The so-called "read defragmentation" that has been added way back with 
CASSANDRA-2503 actually does not work, and never has. That is, the 
defragmentation writes do happen, but they only additional load on the nodes 
without helping anything, and are thus a clear negative.

The "read defragmentation" (which only impact so-called "names queries") kicks 
in when a read hits "too many" sstables (> 4 by default), and when it does, it 
writes down the result of that read. The assumption being that the next read 
for that data would only read the newly written data, which if not still in 
memtable would at least be in a single sstable, thus speeding that next read.

Unfortunately, this is not how this work. When we defrag and write the result 
of our original read, we do so with the timestamp of the data read (as we 
should, changing the timestamp would be plain wrong). And as a result, 
following reads will read that data first, but will have no way to tell that no 
more sstables should be read. Technically, the 
[{{reduceFilter}}|https://github.com/apache/cassandra/blob/trunk/src/java/org/apache/cassandra/db/SinglePartitionReadCommand.java#L830]
 call will not return {{null}} because the {{currentMaxTs}} will be higher than 
at least some of the data in the result, and this until we've read from as many 
sstables than in the original read.

I see no easy way to fix this. It might be possible to make it work with 
additional per-sstable metadata, but nothing sufficiently simple and cheap to 
be worth it comes to mind. And I thus suggest simply removing that code.
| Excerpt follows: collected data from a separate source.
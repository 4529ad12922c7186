//! Testing support for the bridge.
//!
//! [`SimulatedRuntime`] implements [`Runtime`] over an in-memory value arena,
//! so the navigator, the stdout redirect and the loader can be tested without
//! libruby. [`RecordingModule`] is a [`FactModule`] that records what the
//! loader asked of it.
//!
//! # Example
//!
//! ```
//! use factbridge_api::FactValue;
//! use factbridge_host::lookup::lookup_in;
//! use factbridge_host::testing::SimulatedRuntime;
//!
//! let runtime = SimulatedRuntime::new();
//! let values = vec![runtime.integer(10), runtime.integer(20)];
//! let array = runtime.array(values);
//!
//! let fact = FactValue::foreign(array);
//! let child = lookup_in(Some(&runtime), &fact, &["1"]).unwrap();
//! assert_eq!(runtime.get(child.value()), factbridge_host::testing::SimValue::Integer(20));
//! ```

use crate::error::RuntimeError;
use crate::module::FactModule;
use crate::runtime::{ForeignKind, Runtime};
use factbridge_api::{FactCollection, FactValue, ForeignValue};
use std::cell::{Cell, RefCell};
use std::collections::{HashMap, HashSet};
use std::path::PathBuf;
use std::sync::{Arc, Mutex, PoisonError};

/// A value stored in the simulated runtime
#[derive(Debug, Clone, PartialEq)]
pub enum SimValue {
    Nil,
    Boolean(bool),
    Integer(i64),
    Float(f64),
    String(String),
    Symbol(String),
    Array(Vec<ForeignValue>),
    Hash(Vec<(ForeignValue, ForeignValue)>),
    /// Opaque object identified by name, e.g. `STDOUT`
    Object(String),
}

/// In-memory [`Runtime`] implementation
pub struct SimulatedRuntime {
    values: RefCell<Vec<SimValue>>,
    globals: RefCell<HashMap<String, ForeignValue>>,
    scripts: RefCell<Vec<(String, Result<ForeignValue, String>)>>,
    evaluated: RefCell<Vec<String>>,
    failing_globals: RefCell<HashSet<String>>,
    traversals: Cell<usize>,
    include_stack_trace: bool,
    uninitialized: bool,
}

impl SimulatedRuntime {
    /// Create a runtime with `$stdout` and `$stderr` bound to distinct objects
    pub fn new() -> Self {
        let runtime = Self {
            values: RefCell::new(vec![SimValue::Nil]),
            globals: RefCell::new(HashMap::new()),
            scripts: RefCell::new(Vec::new()),
            evaluated: RefCell::new(Vec::new()),
            failing_globals: RefCell::new(HashSet::new()),
            traversals: Cell::new(0),
            include_stack_trace: false,
            uninitialized: false,
        };
        let stdout = runtime.object("STDOUT");
        let stderr = runtime.object("STDERR");
        runtime.globals.borrow_mut().insert("$stdout".to_string(), stdout);
        runtime.globals.borrow_mut().insert("$stderr".to_string(), stderr);
        runtime
    }

    /// Store a value and return its handle
    pub fn insert(&self, value: SimValue) -> ForeignValue {
        let mut values = self.values.borrow_mut();
        values.push(value);
        ForeignValue::from_raw(values.len() - 1)
    }

    /// Read back a stored value
    pub fn get(&self, value: ForeignValue) -> SimValue {
        self.values
            .borrow()
            .get(value.as_raw())
            .cloned()
            .unwrap_or(SimValue::Nil)
    }

    pub fn string(&self, text: &str) -> ForeignValue {
        self.insert(SimValue::String(text.to_string()))
    }

    pub fn symbol(&self, text: &str) -> ForeignValue {
        self.insert(SimValue::Symbol(text.to_string()))
    }

    pub fn integer(&self, value: i64) -> ForeignValue {
        self.insert(SimValue::Integer(value))
    }

    pub fn float(&self, value: f64) -> ForeignValue {
        self.insert(SimValue::Float(value))
    }

    pub fn boolean(&self, value: bool) -> ForeignValue {
        self.insert(SimValue::Boolean(value))
    }

    pub fn array(&self, items: Vec<ForeignValue>) -> ForeignValue {
        self.insert(SimValue::Array(items))
    }

    pub fn hash(&self, entries: Vec<(ForeignValue, ForeignValue)>) -> ForeignValue {
        self.insert(SimValue::Hash(entries))
    }

    pub fn object(&self, name: &str) -> ForeignValue {
        self.insert(SimValue::Object(name.to_string()))
    }

    /// Make `eval` of any source containing `pattern` return `value`
    pub fn on_eval(&self, pattern: &str, value: ForeignValue) {
        self.scripts
            .borrow_mut()
            .push((pattern.to_string(), Ok(value)));
    }

    /// Make `eval` of any source containing `pattern` raise `message`
    pub fn fail_eval(&self, pattern: &str, message: &str) {
        self.scripts
            .borrow_mut()
            .push((pattern.to_string(), Err(message.to_string())));
    }

    /// Make `global_set` of `name` fail
    pub fn fail_global_set(&self, name: &str) {
        self.failing_globals.borrow_mut().insert(name.to_string());
    }

    /// Every source text passed to `eval`, in order
    pub fn evaluated(&self) -> Vec<String> {
        self.evaluated.borrow().clone()
    }

    /// Number of element or key lookups performed so far
    pub fn traversals(&self) -> usize {
        self.traversals.get()
    }

    pub fn stack_trace_enabled(&self) -> bool {
        self.include_stack_trace
    }

    pub fn is_uninitialized(&self) -> bool {
        self.uninitialized
    }

    fn same_key(&self, a: ForeignValue, b: ForeignValue) -> bool {
        if a == b {
            return true;
        }
        match (self.get(a), self.get(b)) {
            (SimValue::String(x), SimValue::String(y)) => x == y,
            (SimValue::Symbol(x), SimValue::Symbol(y)) => x == y,
            (SimValue::Integer(x), SimValue::Integer(y)) => x == y,
            _ => false,
        }
    }
}

impl Default for SimulatedRuntime {
    fn default() -> Self {
        Self::new()
    }
}

impl Runtime for SimulatedRuntime {
    fn include_stack_trace(&mut self, include: bool) {
        self.include_stack_trace = include;
    }

    fn uninitialize(&mut self) {
        self.uninitialized = true;
    }

    fn nil(&self) -> ForeignValue {
        ForeignValue::from_raw(0)
    }

    fn kind(&self, value: ForeignValue) -> ForeignKind {
        match self.get(value) {
            SimValue::Nil => ForeignKind::Nil,
            SimValue::Boolean(b) => ForeignKind::Boolean(b),
            SimValue::Integer(_) => ForeignKind::Integer,
            SimValue::Float(_) => ForeignKind::Float,
            SimValue::String(_) => ForeignKind::String,
            SimValue::Symbol(_) => ForeignKind::Symbol,
            SimValue::Array(_) => ForeignKind::Array,
            SimValue::Hash(_) => ForeignKind::Hash,
            SimValue::Object(_) => ForeignKind::Other,
        }
    }

    fn sequence_len(&self, sequence: ForeignValue) -> Result<i64, RuntimeError> {
        match self.get(sequence) {
            SimValue::Array(items) => Ok(items.len() as i64),
            _ => Err(RuntimeError::TypeMismatch { expected: "Array" }),
        }
    }

    fn sequence_at(&self, sequence: ForeignValue, index: i64) -> Result<ForeignValue, RuntimeError> {
        self.traversals.set(self.traversals.get() + 1);
        match self.get(sequence) {
            SimValue::Array(items) => Ok(usize::try_from(index)
                .ok()
                .and_then(|i| items.get(i).copied())
                .unwrap_or_else(|| self.nil())),
            _ => Err(RuntimeError::TypeMismatch { expected: "Array" }),
        }
    }

    fn mapping_lookup(
        &self,
        mapping: ForeignValue,
        key: ForeignValue,
    ) -> Result<ForeignValue, RuntimeError> {
        self.traversals.set(self.traversals.get() + 1);
        match self.get(mapping) {
            SimValue::Hash(entries) => Ok(entries
                .iter()
                .find(|(k, _)| self.same_key(*k, key))
                .map(|(_, v)| *v)
                .unwrap_or_else(|| self.nil())),
            _ => Err(RuntimeError::TypeMismatch { expected: "Hash" }),
        }
    }

    fn mapping_entries(
        &self,
        mapping: ForeignValue,
    ) -> Result<Vec<(ForeignValue, ForeignValue)>, RuntimeError> {
        match self.get(mapping) {
            SimValue::Hash(entries) => Ok(entries),
            _ => Err(RuntimeError::TypeMismatch { expected: "Hash" }),
        }
    }

    fn string_to_foreign(&self, text: &str) -> Result<ForeignValue, RuntimeError> {
        Ok(self.string(text))
    }

    fn symbol_to_foreign(&self, text: &str) -> Result<ForeignValue, RuntimeError> {
        Ok(self.symbol(text))
    }

    fn to_utf8(&self, value: ForeignValue) -> Result<String, RuntimeError> {
        match self.get(value) {
            SimValue::Nil => Ok(String::new()),
            SimValue::Boolean(b) => Ok(b.to_string()),
            SimValue::Integer(i) => Ok(i.to_string()),
            SimValue::Float(f) => Ok(f.to_string()),
            SimValue::String(s) | SimValue::Symbol(s) => Ok(s),
            SimValue::Object(name) => Ok(format!("#<{}>", name)),
            SimValue::Array(_) | SimValue::Hash(_) => {
                Err(RuntimeError::TypeMismatch { expected: "String" })
            }
        }
    }

    fn to_integer(&self, value: ForeignValue) -> Result<i64, RuntimeError> {
        match self.get(value) {
            SimValue::Integer(i) => Ok(i),
            SimValue::Float(f) => Ok(f as i64),
            _ => Err(RuntimeError::TypeMismatch { expected: "Integer" }),
        }
    }

    fn to_float(&self, value: ForeignValue) -> Result<f64, RuntimeError> {
        match self.get(value) {
            SimValue::Float(f) => Ok(f),
            SimValue::Integer(i) => Ok(i as f64),
            _ => Err(RuntimeError::TypeMismatch { expected: "Float" }),
        }
    }

    fn global_get(&self, name: &str) -> Result<ForeignValue, RuntimeError> {
        Ok(self
            .globals
            .borrow()
            .get(name)
            .copied()
            .unwrap_or_else(|| self.nil()))
    }

    fn global_set(&self, name: &str, value: ForeignValue) -> Result<(), RuntimeError> {
        if self.failing_globals.borrow().contains(name) {
            return Err(RuntimeError::raised(format!("cannot assign {}", name)));
        }
        self.globals.borrow_mut().insert(name.to_string(), value);
        Ok(())
    }

    fn eval(&self, source: &str) -> Result<ForeignValue, RuntimeError> {
        self.evaluated.borrow_mut().push(source.to_string());
        let scripts = self.scripts.borrow();
        match scripts.iter().find(|(pattern, _)| source.contains(pattern.as_str())) {
            Some((_, Ok(value))) => Ok(*value),
            Some((_, Err(message))) => Err(RuntimeError::raised(message.clone())),
            None => Ok(self.nil()),
        }
    }
}

/// A call made by the loader on a [`RecordingModule`]
#[derive(Debug, Clone, PartialEq)]
pub enum ModuleCall {
    Created { framework_managed: bool },
    Search(Vec<PathBuf>),
    /// `stdout` is Ruby's `$stdout` at the time facts were resolved
    Resolve { stdout: Option<ForeignValue> },
}

/// Shared call log for [`RecordingModule`]
pub type CallLog = Arc<Mutex<Vec<ModuleCall>>>;

/// A [`FactModule`] that records the loader's calls and adds preset facts
pub struct RecordingModule<'a> {
    runtime: &'a dyn Runtime,
    facts: &'a mut FactCollection,
    calls: CallLog,
    produce: Vec<(String, FactValue)>,
}

impl<'a> RecordingModule<'a> {
    pub fn new(
        runtime: &'a dyn Runtime,
        facts: &'a mut FactCollection,
        framework_managed: bool,
        calls: CallLog,
    ) -> Self {
        record(&calls, ModuleCall::Created { framework_managed });
        Self {
            runtime,
            facts,
            calls,
            produce: Vec::new(),
        }
    }

    /// Facts added to the collection on resolve
    pub fn producing(mut self, facts: Vec<(String, FactValue)>) -> Self {
        self.produce = facts;
        self
    }
}

impl FactModule for RecordingModule<'_> {
    fn search(&mut self, paths: &[PathBuf]) {
        record(&self.calls, ModuleCall::Search(paths.to_vec()));
    }

    fn resolve_facts(&mut self) {
        let stdout = self.runtime.global_get("$stdout").ok();
        record(&self.calls, ModuleCall::Resolve { stdout });
        for (name, value) in self.produce.drain(..) {
            self.facts.add(name, value);
        }
    }
}

fn record(calls: &CallLog, call: ModuleCall) {
    calls
        .lock()
        .unwrap_or_else(PoisonError::into_inner)
        .push(call);
}

/// Snapshot of a call log
pub fn calls(log: &CallLog) -> Vec<ModuleCall> {
    log.lock().unwrap_or_else(PoisonError::into_inner).clone()
}

#[cfg(test)]
mod tests {
    use super::*;

    #[test]
    fn test_hash_lookup_distinguishes_strings_and_symbols() {
        let runtime = SimulatedRuntime::new();
        let key = runtime.symbol("os");
        let value = runtime.string("linux");
        let hash = runtime.hash(vec![(key, value)]);

        let by_string = runtime.string("os");
        let by_symbol = runtime.symbol("os");
        assert!(runtime.is_nil(runtime.mapping_lookup(hash, by_string).unwrap()));
        assert_eq!(runtime.mapping_lookup(hash, by_symbol).unwrap(), value);
        assert_eq!(runtime.traversals(), 2);
    }

    #[test]
    fn test_eval_scripts() {
        let runtime = SimulatedRuntime::new();
        let answer = runtime.integer(42);
        runtime.on_eval("answer", answer);
        runtime.fail_eval("require 'puppet'", "cannot load such file -- puppet");

        assert_eq!(runtime.eval("answer").unwrap(), answer);
        assert!(runtime.eval("require 'puppet'\nPuppet.initialize_settings").is_err());
        assert!(runtime.is_nil(runtime.eval("1 + 1").unwrap()));
        assert_eq!(runtime.evaluated().len(), 3);
    }

    #[test]
    fn test_recording_module() {
        let runtime = SimulatedRuntime::new();
        let mut facts = FactCollection::new();
        let log = CallLog::default();

        {
            let mut module = RecordingModule::new(&runtime, &mut facts, true, log.clone())
                .producing(vec![("custom".to_string(), FactValue::from("value"))]);
            module.search(&[PathBuf::from("/facts")]);
            module.resolve_facts();
        }

        let stdout = runtime.global_get("$stdout").unwrap();
        assert_eq!(
            calls(&log),
            vec![
                ModuleCall::Created {
                    framework_managed: true
                },
                ModuleCall::Search(vec![PathBuf::from("/facts")]),
                ModuleCall::Resolve {
                    stdout: Some(stdout)
                },
            ]
        );
        assert_eq!(facts.get("custom").and_then(FactValue::as_str), Some("value"));
    }
}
For the record, I'll note that there is actually a 2nd problem with that code: 
currently, we "defrag" a read even if we didn't got data for everything that 
the query requests. This also is "wrong" even if we ignore the first issue: a 
following read that would read the defragmented data would also have no way to 
know to not read more sstables to try to get the missing parts. This problem 
would be fixeable, but is obviously overshadowed by the previous one anyway.

Anyway, as mentioned, I suggest to just remove the "optimization" (which again, 
never optimized anything) altogether, and happy to provide the simple patch.

The only question might be in which versions? This impact all versions, but 
this isn't a correction bug either, "just" a performance one. So do we want 4.0 
only or is there appetite for earlier?